Hannah Lethlean was reading a book at Rye’s ocean beach on a summer Saturday afternoon when she spotted a family getting into trouble in the water. At the same moment, her friend, Wade Cochrane, who was standing in the car park, also noticed the family. The pair raced into the water and dragged ashore the woman and two children.
“We grabbed them by the arms and helped them to shore. And the woman in particular couldn’t even stand,” says Lethlean, from St Andrews Beach on Victoria’s Mornington Peninsula. “It’s possible that if Wade wasn’t there to pull her out that she could have been sucked out again.”
Local residents say scenarios like this are all too common at Victoria’s ocean beaches, which are characterised by big waves, strong rips and unpredictable conditions. There were 24 drownings in the state this summer, four more than the five-year average, and public holidays can be the most dangerous time of all. Life Saving Victoria figures show people in the state are 68% more likely to drown on a public holiday than any other day of the year.
Peninsula residents have had enough of seeing tourists get themselves into trouble.
Prompted in part by the drowning of a young Melbourne man at Gunnamatta beach on 6 January, the residents have been getting proactive to prevent further tragedies.
For Lethlean that means approaching would-be swimmers when conditions look dangerous, while others have distributed surf safety information to local Airbnbs, and surfers are running their own courses in how to conduct rescues.
“Things can spiral pretty quickly,” Lethlean says. “I’ve been in situations before where by the time I see people getting in trouble, it’s pretty clear that it’s way too late to call for help. There’s only a split second … Now I try and be more proactive and at least warn them before they get into the water.”
Somewhat paradoxically, the most treacherous beaches can become the safest spots when surf lifesavers are on duty.
Lifesavers patrol some of the Mornington Peninsula’s busiest back beaches (Gunnamatta, Sorrento and Portsea) each day until about 6pm from the end of December until the end of February, when their watch shifts to weekends and public holidays. Beaches won’t be patrolled during weekdays these Easter holidays and after Anzac Day – they pack up until the following summer.
Often, when lifesavers aren’t there, local surfers are.
“Board riders are frequently finding themselves in a position whereby they’ll see someone [in danger] and they’ll bring them in,” says the Gunnamatta Surf Life Saving Club president, David Stogdale, whose club conducted more than 80 rescues since the end of December.
This is one of the reasons Blairgowrie residents and Peninsula Surfriders Club members Chris Lucas and Lachy McDonald contacted Surfing Victoria to organise free rescue training at their club rooms last month. Lucas says during the busy season, the surfing community might perform rescues of swimmers and surfers every few days.

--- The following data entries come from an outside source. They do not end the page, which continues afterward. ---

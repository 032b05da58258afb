//! SHA256 helpers.
//!
//! Every hash in the ledger (lock hashes, hashlocks, Merkle nodes) is a
//! plain 32-byte SHA256 digest produced here.

use sha2::{Digest, Sha256};

/// Compute the SHA256 digest of `data`.
///
/// # Example
/// ```
/// use payledger_crypto::sha256::sha256;
///
/// let hashlock = sha256(b"secret");
/// assert_eq!(hashlock.len(), 32);
/// ```
pub fn sha256(data: &[u8]) -> [u8; 32] {
    let mut hasher = Sha256::new();
    hasher.update(data);
    hasher.finalize().into()
}

/// Compute the SHA256 digest of several slices as if they were concatenated.
///
/// Merkle parents are `sha256_multi(&[&left, &right])`, which avoids
/// building a 64-byte buffer per node.
pub fn sha256_multi(parts: &[&[u8]]) -> [u8; 32] {
    let mut hasher = Sha256::new();
    for part in parts {
        hasher.update(part);
    }
    hasher.finalize().into()
}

“You’re guaranteed to pull swimmers in every summer,” says Lucas, who has lived on the peninsula for 20 years.
He says the rescue training covered board rescue strategies, CPR and using a defibrillator.
“My theory behind it was just [to] get everyone in the community that we could involved in it. And then try and sort of get that happening once or twice a year, so it gets more people aware of their surroundings and then they feel more confident as well.”
Life Saving Victoria media officer Salomae Haselgrove says surfers are often well placed to save lives.
“If anyone is going to attempt a rescue, [it’s about] making sure that you’ve, A, got a floating device and, B, got the skills to do it.
“And surfers kind of fall into that category because they’ve got a board there … and for the most part know the ocean really well and can identify rips.”
Tim Rand, who moved to St Andrews Beach from Melbourne a few years ago, recently shared diagrams about the anatomy of rips on a local community Facebook page, hoping to get residents who rent out their homes to distribute the information to their guests.
“It really affected me, hearing [about] that poor family losing their child,” he says in reference to the 6 January drowning. “And it’s not uncommon, unfortunately. If we can save one or two people …”
Sharon Richardson printed out Rand’s information sheets and put them in the guest rooms of the Fingal B&B she has run with her husband for nearly 10 years.
“As a local, you really do feel responsible,” she says. “The surf beaches are very attractive … but they’re also fraught with danger unless you know what you’re doing.”
Stogdale has lauded these “terrific” grassroots “preventative actions”.
“We can’t be everywhere and we’re not there all the time,” he says.
Seeing off danger before it emerges is exactly what motivates Lethlean, who regularly assesses the beach conditions on arrival, keeps an eye on swimmers heading towards rips and approaches people to warn them of danger if they don’t seem familiar with the beach. She says her friends and family do the same.
While most people she approaches are appreciative of the warnings, Lethlean says some can get defensive.
“It’s harder when, say, for example, people enter the water and they’re not quite in trouble but you can see that trouble is looming and then you tell them,” she says.
“That’s when they can get a bit defensive and say, ‘Well, I’m fine. I know what I’m doing. I can swim.’”
But Lethlean is willing to risk a moment of awkwardness rather than witness further tragedies.
“I think as a community we’re pretty good at trying to prevent people from getting in the water in dangerous spots,” she says.